Exercise directions - Check every line of the entries below for "ends", and copy the lines that have it.

Task material -
◇ ◇ ◇ ◇
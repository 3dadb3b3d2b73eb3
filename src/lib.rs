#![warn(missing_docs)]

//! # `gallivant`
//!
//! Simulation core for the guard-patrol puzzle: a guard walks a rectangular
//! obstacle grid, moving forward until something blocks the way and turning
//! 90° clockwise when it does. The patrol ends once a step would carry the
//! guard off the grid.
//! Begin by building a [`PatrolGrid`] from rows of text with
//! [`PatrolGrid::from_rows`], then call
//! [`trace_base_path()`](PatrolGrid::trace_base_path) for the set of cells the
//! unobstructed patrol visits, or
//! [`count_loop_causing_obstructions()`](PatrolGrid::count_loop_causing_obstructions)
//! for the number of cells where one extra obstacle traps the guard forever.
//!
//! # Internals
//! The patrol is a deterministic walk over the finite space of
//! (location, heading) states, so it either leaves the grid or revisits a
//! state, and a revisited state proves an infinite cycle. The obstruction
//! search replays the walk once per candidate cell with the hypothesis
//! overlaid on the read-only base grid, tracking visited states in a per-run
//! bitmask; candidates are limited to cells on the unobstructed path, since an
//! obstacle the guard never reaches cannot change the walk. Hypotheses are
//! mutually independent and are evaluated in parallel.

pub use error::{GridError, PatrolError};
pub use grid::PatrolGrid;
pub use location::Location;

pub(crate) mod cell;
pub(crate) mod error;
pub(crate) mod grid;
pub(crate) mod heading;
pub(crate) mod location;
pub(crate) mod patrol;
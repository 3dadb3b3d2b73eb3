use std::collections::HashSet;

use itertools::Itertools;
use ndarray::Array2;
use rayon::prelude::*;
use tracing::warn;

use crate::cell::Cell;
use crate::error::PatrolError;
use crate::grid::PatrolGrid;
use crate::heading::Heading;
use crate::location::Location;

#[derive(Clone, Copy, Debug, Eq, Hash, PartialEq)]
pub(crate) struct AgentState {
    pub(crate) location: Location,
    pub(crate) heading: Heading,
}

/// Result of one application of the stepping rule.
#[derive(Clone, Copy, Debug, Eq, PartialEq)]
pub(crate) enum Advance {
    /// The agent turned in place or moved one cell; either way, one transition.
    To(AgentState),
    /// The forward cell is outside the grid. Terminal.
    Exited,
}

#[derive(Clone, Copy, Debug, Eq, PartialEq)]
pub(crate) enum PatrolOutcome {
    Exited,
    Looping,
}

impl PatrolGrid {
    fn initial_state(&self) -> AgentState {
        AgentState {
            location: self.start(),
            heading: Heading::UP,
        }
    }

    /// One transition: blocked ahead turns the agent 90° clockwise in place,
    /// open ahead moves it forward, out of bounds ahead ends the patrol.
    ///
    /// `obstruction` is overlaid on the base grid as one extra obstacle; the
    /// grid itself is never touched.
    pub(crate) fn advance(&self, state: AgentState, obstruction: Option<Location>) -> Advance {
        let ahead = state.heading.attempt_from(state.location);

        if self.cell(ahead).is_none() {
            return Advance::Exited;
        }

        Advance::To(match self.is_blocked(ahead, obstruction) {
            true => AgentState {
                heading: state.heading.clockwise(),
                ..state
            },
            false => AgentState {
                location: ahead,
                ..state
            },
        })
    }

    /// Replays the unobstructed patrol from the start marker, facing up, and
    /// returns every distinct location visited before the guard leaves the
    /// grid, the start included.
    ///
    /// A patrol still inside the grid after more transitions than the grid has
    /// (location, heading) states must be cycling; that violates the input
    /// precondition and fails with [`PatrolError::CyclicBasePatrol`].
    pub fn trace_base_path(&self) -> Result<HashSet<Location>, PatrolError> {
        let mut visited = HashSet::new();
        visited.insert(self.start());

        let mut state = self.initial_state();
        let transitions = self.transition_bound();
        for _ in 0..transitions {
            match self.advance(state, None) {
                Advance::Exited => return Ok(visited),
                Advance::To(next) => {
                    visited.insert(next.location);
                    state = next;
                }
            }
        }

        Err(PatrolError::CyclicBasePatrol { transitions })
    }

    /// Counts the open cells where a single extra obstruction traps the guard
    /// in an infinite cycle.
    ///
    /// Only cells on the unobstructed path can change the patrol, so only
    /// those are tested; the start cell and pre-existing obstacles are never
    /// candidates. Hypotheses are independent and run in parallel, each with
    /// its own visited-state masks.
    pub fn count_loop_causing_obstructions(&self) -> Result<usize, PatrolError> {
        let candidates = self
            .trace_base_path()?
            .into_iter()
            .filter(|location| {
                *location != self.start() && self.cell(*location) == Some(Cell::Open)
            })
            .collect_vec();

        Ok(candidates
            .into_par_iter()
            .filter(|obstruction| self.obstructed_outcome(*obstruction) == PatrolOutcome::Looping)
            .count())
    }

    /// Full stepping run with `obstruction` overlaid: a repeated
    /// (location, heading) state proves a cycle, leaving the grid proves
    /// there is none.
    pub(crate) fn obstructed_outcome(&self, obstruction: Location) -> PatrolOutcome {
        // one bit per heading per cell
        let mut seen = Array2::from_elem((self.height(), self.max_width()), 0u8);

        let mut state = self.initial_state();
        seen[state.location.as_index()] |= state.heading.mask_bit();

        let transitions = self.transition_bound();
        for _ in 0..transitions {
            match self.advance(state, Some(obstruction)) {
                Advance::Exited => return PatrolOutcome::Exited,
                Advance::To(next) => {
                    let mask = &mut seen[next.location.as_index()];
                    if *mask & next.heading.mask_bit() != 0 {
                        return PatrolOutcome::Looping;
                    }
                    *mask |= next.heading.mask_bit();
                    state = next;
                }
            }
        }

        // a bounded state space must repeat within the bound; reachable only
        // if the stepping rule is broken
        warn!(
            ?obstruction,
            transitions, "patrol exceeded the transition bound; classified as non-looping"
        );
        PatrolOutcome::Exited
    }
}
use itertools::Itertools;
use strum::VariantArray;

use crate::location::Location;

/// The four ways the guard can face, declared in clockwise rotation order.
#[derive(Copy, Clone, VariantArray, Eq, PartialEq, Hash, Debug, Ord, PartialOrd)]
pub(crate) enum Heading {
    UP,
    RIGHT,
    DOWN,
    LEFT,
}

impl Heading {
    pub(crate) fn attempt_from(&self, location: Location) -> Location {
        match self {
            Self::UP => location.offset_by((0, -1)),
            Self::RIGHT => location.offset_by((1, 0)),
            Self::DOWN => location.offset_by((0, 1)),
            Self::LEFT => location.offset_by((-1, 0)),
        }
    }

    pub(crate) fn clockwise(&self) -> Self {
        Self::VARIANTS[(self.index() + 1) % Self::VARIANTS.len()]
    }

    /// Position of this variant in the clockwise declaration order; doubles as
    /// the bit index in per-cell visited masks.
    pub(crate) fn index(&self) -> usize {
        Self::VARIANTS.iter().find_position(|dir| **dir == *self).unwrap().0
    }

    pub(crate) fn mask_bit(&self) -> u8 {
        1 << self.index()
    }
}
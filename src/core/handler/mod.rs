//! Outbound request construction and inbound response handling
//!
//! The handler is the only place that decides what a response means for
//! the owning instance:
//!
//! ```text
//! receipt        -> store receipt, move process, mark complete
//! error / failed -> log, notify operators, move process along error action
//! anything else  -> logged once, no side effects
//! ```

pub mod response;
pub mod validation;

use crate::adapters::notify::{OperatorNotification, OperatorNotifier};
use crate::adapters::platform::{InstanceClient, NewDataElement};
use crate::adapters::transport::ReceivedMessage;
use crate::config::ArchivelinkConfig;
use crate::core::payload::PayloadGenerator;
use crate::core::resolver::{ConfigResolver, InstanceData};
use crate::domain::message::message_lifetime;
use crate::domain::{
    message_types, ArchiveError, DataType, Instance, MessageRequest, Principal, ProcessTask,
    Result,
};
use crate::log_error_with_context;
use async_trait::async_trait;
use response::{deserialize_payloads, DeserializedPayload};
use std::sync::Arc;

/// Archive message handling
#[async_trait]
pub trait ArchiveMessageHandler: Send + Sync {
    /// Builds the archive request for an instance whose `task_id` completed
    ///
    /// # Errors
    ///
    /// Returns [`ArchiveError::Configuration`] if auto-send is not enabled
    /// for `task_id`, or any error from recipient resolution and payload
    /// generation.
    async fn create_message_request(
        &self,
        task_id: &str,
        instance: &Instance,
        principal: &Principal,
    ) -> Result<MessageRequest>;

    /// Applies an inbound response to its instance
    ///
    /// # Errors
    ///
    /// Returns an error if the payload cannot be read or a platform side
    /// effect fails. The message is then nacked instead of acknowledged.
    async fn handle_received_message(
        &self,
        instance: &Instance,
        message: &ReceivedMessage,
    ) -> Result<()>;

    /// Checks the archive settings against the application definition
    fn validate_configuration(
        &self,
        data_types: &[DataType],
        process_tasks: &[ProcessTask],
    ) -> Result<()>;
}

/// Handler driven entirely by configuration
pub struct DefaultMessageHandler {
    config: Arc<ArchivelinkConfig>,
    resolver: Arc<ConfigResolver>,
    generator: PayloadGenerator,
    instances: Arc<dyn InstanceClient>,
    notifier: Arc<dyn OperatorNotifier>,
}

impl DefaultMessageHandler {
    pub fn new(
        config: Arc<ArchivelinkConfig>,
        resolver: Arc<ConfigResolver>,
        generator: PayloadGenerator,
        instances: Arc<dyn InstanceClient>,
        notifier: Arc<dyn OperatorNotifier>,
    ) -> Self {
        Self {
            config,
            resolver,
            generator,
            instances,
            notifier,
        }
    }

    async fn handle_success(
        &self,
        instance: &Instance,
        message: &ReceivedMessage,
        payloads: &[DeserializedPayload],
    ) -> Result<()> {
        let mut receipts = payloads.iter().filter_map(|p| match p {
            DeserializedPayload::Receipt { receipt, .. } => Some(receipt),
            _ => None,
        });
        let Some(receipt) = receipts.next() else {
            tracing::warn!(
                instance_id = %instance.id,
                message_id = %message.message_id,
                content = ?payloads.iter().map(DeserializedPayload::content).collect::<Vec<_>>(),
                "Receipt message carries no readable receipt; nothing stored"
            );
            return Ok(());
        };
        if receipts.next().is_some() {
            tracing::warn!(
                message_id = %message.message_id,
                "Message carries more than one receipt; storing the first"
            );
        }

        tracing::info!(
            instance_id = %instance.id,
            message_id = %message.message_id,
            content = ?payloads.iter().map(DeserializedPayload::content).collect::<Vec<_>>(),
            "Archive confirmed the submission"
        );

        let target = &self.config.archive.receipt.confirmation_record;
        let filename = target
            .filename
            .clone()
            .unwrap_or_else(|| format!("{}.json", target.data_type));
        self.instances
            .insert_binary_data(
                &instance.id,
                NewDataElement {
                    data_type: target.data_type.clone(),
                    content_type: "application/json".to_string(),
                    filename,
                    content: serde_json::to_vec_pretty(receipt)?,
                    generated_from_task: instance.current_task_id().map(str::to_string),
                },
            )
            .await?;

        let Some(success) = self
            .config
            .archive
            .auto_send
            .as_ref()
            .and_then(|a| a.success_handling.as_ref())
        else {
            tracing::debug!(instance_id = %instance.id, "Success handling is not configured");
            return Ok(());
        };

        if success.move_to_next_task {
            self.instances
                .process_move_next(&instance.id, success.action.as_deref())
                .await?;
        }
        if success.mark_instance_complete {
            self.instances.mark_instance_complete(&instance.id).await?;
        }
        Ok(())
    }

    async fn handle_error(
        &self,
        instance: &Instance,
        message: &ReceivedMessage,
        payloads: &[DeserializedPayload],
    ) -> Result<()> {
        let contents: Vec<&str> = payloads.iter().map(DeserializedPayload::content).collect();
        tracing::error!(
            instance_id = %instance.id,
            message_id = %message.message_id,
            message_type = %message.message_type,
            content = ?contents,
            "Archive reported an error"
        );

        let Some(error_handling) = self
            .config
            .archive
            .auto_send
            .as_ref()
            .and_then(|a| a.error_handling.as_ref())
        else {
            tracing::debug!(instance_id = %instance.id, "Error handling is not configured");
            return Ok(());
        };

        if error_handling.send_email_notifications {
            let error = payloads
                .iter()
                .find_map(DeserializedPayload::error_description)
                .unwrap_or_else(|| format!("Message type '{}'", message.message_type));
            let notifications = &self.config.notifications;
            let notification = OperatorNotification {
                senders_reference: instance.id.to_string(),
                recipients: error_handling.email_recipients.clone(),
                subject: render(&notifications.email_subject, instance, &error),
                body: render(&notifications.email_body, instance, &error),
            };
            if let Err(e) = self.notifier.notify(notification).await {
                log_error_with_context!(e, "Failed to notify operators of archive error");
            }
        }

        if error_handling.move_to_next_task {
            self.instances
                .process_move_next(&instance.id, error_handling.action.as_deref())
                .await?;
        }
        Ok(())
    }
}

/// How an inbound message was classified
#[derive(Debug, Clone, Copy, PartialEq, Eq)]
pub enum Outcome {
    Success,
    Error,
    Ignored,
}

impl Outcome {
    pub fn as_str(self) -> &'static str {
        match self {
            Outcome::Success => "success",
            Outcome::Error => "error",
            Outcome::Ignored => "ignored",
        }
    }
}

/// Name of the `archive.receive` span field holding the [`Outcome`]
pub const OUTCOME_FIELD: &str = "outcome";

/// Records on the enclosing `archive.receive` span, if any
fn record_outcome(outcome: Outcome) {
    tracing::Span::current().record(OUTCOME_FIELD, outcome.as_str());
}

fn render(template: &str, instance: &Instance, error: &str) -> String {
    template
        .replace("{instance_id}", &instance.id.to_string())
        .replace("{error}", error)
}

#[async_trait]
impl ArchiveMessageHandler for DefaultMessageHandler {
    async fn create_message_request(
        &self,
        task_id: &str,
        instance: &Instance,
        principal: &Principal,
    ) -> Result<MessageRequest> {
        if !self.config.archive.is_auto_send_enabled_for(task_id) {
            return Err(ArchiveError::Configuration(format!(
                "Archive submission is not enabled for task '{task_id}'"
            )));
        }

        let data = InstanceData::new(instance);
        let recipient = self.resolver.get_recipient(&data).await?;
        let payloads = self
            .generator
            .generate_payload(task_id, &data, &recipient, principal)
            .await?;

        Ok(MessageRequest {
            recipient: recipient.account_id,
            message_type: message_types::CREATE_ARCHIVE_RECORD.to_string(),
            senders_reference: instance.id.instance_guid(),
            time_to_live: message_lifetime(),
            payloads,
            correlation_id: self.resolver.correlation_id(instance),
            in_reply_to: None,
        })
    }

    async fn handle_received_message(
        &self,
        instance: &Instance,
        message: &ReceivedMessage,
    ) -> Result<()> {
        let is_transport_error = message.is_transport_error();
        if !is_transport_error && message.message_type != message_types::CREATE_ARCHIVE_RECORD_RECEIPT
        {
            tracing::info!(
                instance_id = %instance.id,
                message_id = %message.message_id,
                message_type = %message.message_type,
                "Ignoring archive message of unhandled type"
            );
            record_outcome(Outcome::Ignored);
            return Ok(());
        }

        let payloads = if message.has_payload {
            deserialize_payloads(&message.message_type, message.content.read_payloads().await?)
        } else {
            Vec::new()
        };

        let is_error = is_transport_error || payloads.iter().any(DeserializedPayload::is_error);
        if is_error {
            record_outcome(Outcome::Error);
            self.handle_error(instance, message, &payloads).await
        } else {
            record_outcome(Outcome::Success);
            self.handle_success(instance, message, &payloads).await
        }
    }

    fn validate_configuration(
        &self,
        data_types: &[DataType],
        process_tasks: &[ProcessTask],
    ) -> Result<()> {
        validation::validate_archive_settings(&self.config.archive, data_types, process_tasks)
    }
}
◇ ◇ ◇ ◇
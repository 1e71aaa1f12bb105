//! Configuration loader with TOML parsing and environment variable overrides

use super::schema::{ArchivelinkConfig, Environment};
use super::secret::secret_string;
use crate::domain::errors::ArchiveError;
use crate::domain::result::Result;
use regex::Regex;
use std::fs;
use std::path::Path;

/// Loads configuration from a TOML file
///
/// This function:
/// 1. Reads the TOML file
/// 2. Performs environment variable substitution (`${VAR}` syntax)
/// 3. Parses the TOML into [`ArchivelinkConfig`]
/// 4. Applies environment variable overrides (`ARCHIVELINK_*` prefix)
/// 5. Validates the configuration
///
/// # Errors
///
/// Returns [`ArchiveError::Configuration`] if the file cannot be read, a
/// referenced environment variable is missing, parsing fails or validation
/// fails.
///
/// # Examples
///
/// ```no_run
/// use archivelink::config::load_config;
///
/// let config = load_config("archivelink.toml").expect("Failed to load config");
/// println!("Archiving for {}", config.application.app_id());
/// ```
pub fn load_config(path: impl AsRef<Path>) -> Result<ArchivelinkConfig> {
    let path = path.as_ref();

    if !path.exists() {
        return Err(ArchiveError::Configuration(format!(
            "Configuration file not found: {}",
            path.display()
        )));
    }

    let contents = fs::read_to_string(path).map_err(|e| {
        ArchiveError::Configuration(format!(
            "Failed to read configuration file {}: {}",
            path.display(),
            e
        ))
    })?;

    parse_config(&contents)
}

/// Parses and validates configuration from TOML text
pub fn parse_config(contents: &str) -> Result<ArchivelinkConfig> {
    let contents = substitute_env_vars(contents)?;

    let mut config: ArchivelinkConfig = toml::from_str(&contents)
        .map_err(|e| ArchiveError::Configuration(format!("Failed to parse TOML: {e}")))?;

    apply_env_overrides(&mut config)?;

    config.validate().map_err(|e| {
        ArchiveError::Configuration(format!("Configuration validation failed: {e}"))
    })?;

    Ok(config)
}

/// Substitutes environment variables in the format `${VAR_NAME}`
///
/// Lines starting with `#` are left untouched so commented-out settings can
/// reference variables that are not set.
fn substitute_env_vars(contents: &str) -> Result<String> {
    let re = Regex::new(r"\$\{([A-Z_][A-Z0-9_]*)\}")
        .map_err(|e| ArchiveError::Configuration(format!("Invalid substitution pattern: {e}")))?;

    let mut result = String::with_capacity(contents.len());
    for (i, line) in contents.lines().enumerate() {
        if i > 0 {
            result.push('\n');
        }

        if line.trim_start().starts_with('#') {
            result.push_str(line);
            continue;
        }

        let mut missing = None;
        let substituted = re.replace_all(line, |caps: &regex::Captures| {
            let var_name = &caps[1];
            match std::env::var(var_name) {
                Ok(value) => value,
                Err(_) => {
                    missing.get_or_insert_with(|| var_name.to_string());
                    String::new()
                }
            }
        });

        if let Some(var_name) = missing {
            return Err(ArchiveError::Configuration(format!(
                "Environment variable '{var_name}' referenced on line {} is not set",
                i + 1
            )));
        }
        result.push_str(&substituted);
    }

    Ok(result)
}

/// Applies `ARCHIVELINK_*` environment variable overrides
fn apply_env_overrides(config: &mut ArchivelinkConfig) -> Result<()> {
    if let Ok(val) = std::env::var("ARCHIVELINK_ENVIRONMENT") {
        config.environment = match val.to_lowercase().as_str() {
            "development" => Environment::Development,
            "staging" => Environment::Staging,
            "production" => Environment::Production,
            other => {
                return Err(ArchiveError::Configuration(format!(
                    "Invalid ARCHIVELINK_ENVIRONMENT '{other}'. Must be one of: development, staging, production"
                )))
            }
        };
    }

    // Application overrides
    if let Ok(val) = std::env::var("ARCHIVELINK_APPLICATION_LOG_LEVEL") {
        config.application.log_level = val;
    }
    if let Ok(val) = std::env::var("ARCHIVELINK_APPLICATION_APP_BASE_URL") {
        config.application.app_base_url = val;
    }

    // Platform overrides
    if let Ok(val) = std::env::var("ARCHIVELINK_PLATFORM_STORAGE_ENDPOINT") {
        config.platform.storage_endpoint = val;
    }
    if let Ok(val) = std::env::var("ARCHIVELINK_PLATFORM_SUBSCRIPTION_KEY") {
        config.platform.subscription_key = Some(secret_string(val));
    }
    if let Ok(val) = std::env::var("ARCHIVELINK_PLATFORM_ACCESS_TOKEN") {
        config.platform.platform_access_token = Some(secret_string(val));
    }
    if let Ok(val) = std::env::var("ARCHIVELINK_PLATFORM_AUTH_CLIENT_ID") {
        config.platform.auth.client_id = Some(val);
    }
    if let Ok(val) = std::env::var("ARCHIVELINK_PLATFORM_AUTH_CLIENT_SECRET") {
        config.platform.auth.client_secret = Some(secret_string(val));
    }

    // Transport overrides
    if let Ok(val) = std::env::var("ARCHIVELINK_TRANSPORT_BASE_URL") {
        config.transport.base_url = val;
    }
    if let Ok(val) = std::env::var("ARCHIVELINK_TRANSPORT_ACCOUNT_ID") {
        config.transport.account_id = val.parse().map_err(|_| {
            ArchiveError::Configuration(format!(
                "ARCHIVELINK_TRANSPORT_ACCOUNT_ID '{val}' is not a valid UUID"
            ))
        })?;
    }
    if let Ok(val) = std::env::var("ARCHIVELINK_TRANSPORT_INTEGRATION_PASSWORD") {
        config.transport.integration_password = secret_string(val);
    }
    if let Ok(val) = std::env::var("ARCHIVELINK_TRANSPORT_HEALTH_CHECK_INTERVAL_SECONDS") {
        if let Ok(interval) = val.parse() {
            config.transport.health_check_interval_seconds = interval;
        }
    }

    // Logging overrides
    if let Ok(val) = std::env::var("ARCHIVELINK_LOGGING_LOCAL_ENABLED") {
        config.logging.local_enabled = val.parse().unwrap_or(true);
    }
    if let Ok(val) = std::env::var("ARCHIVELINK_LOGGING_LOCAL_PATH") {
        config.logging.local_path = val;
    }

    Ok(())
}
◇ ◇ ◇ ◇
Answer to this exercise -
//! 90° clockwise when it does. The patrol ends once a step would carry the
    /// open ahead moves it forward, out of bounds ahead ends the patrol.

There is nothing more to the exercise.